Not only does this lengthy process have the potential to tax your staff by adding onto their regular workload, but these improvement projects also present numerous opportunities to go over budget. While cost and schedule overruns are typical of many construction projects, many of these overruns are the result of poor advanced planning that leads to the need for costly reactive solutions in the field.

The good news is that municipalities can take proactive steps to reduce the risk of cost overruns. In this guide, we outline five strategies that can help municipalities plan ahead and rein in construction project costs:

  1. By assessing and prioritizing projects based on need and community interest, municipalities can begin construction projects when it makes the most financial sense to do so.
  2. Once projects are prioritized, municipalities can effectively match their projects to grants and other funding opportunities to maximize their overall infrastructure budget.
  3. Through engineering practices that prioritize value and constructability, municipalities can reduce excessive spending and reduce the risk of expensive rework in the field.
  4. By addressing common construction delays early in the design process, municipalities can ensure that projects remain on schedule and within budget.
  5. Through partnerships with experienced construction professionals, municipalities can prevent overtaxing their staff members and avoid scheduling delays.

(To access a PDF version of the guide, download the file using the form above.)

Construction Projects On Budget

1. Optimize Your Budget with Clear Project Prioritization

At any given time, most municipalities have long lists of capital improvement needs. 

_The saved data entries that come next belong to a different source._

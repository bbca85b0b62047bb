//! Flickr REST client for the two lookups the catalog needs.

use std::collections::BTreeMap;

use crypto::{digest::Digest, md5::Md5};
use reqwest::blocking::Client;
use serde::{de::DeserializeOwned, Deserialize, Deserializer};
use serde_json::Value;
use url::Url;

use crate::{
    catalog::{ImageRecord, SizeVariant},
    config::Settings,
    error::{Error, Result},
};

pub const REST_ENDPOINT: &str = "https://api.flickr.com/services/rest/";

pub trait PhotoService {
    /// Descriptive metadata, with no sizes filled in.
    fn photo_info(&self, photo_id: &str) -> Result<ImageRecord>;

    /// Available size variants keyed by label.
    fn photo_sizes(&self, photo_id: &str) -> Result<BTreeMap<String, SizeVariant>>;
}

pub struct FlickrClient {
    endpoint: Url,
    api_key: String,
    api_secret: String,
    client: Client,
}

#[derive(Deserialize)]
struct Content {
    #[serde(rename = "_content", default)]
    content: String,
}

#[derive(Deserialize)]
struct InfoResponse {
    photo: RawPhoto,
}

#[derive(Deserialize)]
struct RawPhoto {
    id: String,
    #[serde(default)]
    title: Option<Content>,
    #[serde(default)]
    description: Option<Content>,
    #[serde(default)]
    owner: Option<RawOwner>,
    #[serde(default)]
    dates: Option<RawDates>,
    #[serde(default)]
    urls: Option<RawUrls>,
}

#[derive(Deserialize)]
struct RawOwner {
    #[serde(default)]
    username: Option<String>,
    #[serde(default)]
    nsid: Option<String>,
}

#[derive(Deserialize)]
struct RawDates {
    #[serde(default)]
    taken: Option<String>,
}

#[derive(Deserialize)]
struct RawUrls {
    #[serde(default)]
    url: Vec<RawUrl>,
}

#[derive(Deserialize)]
struct RawUrl {
    #[serde(rename = "type", default)]
    kind: String,
    #[serde(rename = "_content")]
    content: String,
}

#[derive(Deserialize)]
struct SizesResponse {
    sizes: RawSizes,
}

#[derive(Deserialize)]
struct RawSizes {
    size: Vec<RawSize>,
}

#[derive(Deserialize)]
struct RawSize {
    label: String,
    source: String,
    #[serde(deserialize_with = "number_or_string")]
    width: u32,
    #[serde(deserialize_with = "number_or_string")]
    height: u32,
}

/// Flickr reports dimensions as numbers for some sizes and strings for
/// others.
fn number_or_string<'de, D: Deserializer<'de>>(
    deserializer: D,
) -> std::result::Result<u32, D::Error> {
    #[derive(Deserialize)]
    #[serde(untagged)]
    enum Dimension {
        Number(u32),
        Text(String),
    }
    match Dimension::deserialize(deserializer)? {
        Dimension::Number(n) => Ok(n),
        Dimension::Text(s) => s.trim().parse().map_err(serde::de::Error::custom),
    }
}

fn non_empty(content: Option<Content>) -> Option<String> {
    content.map(|c| c.content).filter(|c| !c.is_empty())
}

impl From<RawPhoto> for ImageRecord {
    fn from(photo: RawPhoto) -> Self {
        ImageRecord {
            id: photo.id,
            title: non_empty(photo.title),
            description: non_empty(photo.description),
            owner: photo.owner.and_then(|o| o.username.or(o.nsid)),
            date_taken: photo.dates.and_then(|d| d.taken),
            page_url: photo.urls.and_then(|u| {
                u.url
                    .into_iter()
                    .find(|url| url.kind == "photopage")
                    .map(|url| url.content)
            }),
            sizes: BTreeMap::new(),
        }
    }
}

impl FlickrClient {
    pub fn new(api_key: &str, api_secret: &str) -> Result<Self> {
        Self::with_endpoint(REST_ENDPOINT, api_key, api_secret)
    }

    pub fn with_endpoint(endpoint: &str, api_key: &str, api_secret: &str) -> Result<Self> {
        Ok(FlickrClient {
            endpoint: Url::parse(endpoint)?,
            api_key: api_key.to_string(),
            api_secret: api_secret.to_string(),
            client: Client::new(),
        })
    }

    pub fn from_settings(settings: &Settings) -> Result<Self> {
        Self::new(
            settings.require(&settings.flickr_api_key, "flickr_api_key")?,
            settings.require(&settings.flickr_api_secret, "flickr_api_secret")?,
        )
    }

    /// `api_sig`: MD5 over the secret followed by every parameter name and
    /// value, sorted by name.
    fn sign(&self, params: &BTreeMap<&str, String>) -> String {
        let mut digest = Md5::new();
        digest.input_str(&self.api_secret);
        for (name, value) in params {
            digest.input_str(name);
            digest.input_str(value);
        }
        digest.result_str()
    }

    fn call<T: DeserializeOwned>(&self, method: &str, photo_id: &str) -> Result<T> {
        let mut params = BTreeMap::new();
        params.insert("api_key", self.api_key.clone());
        params.insert("format", "json".to_string());
        params.insert("method", method.to_string());
        params.insert("nojsoncallback", "1".to_string());
        params.insert("photo_id", photo_id.to_string());
        let signature = self.sign(&params);

        let mut url = self.endpoint.clone();
        url.query_pairs_mut()
            .extend_pairs(params.iter().map(|(k, v)| (*k, v.as_str())))
            .append_pair("api_sig", &signature);
        tracing::debug!(method, photo_id, "flickr call");

        let response: Value = self.client.get(url).send()?.error_for_status()?.json()?;
        if response.get("stat").and_then(Value::as_str) != Some("ok") {
            return Err(Error::Flickr {
                code: response.get("code").and_then(Value::as_i64).unwrap_or(-1),
                message: response
                    .get("message")
                    .and_then(Value::as_str)
                    .unwrap_or("unknown failure")
                    .to_string(),
            });
        }
        Ok(serde_json::from_value(response)?)
    }
}

impl PhotoService for FlickrClient {
    fn photo_info(&self, photo_id: &str) -> Result<ImageRecord> {
        let info: InfoResponse = self.call("flickr.photos.getInfo", photo_id)?;
        Ok(info.photo.into())
    }

    fn photo_sizes(&self, photo_id: &str) -> Result<BTreeMap<String, SizeVariant>> {
        let sizes: SizesResponse = self.call("flickr.photos.getSizes", photo_id)?;
        Ok(sizes
            .sizes
            .size
            .into_iter()
            .map(|s| {
                (
                    s.label,
                    SizeVariant {
                        source: s.source,
                        width: s.width,
                        height: s.height,
                    },
                )
            })
            .collect())
    }
}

As these lists grow with needs that may range across a wide variety of projects, identifying a clear starting place can become increasingly difficult. For many municipalities, this overwhelming need can stall progress. For others, it may mean taking on projects without first taking time to identify strategies to rein in the budget. 

Having a clear, up-to-date needs assessment on hand is critical. Such proactive planning gives municipalities greater control over project costs because an accurate assessment of maintenance and capital improvement needs allows municipalities to ensure that they’re able to move forward with construction as soon as funding becomes available.

EVALUATE CURRENT AND FUTURE ASSET NEEDS

Asset management is a simple yet effective tool to help municipalities stretch their construction budgets. By prioritizing construction project needs, asset management practices can provide a clear pathway for progress. This prioritization makes it possible to take action on a project when it makes the most financial sense to do so. 

Asset management begins with conducting an accurate inventory of all of your departmental or agency assets and assessing their condition. This information should help identify which assets need maintenance versus replacement or help plan how to move forward with one option versus another based on certain funding scenarios. For example, you may determine that holding off on maintenance to a particular road that is currently in fair condition may mean creating a far more expensive project in five to ten years. 

Engineering partners can often assist with asset management determinations to help municipalities decide the most appropriate path forward. With HR Green, this includes recommendations about which projects to perform now to save money in the years ahead, and where maintenance can be reduced for assets that will be ready for replacement in a few short years.

ALIGN PRIORITIES ACROSS ALL STAKEHOLDERS 

While it might be simpler to prioritize projects based solely on a checklist, it is important to gain input from all stakeholders when prioritizing large projects. Having these conversations early is critical because agencies may find that the needs they have prioritized internally don’t always align with stakeholders’ priorities. 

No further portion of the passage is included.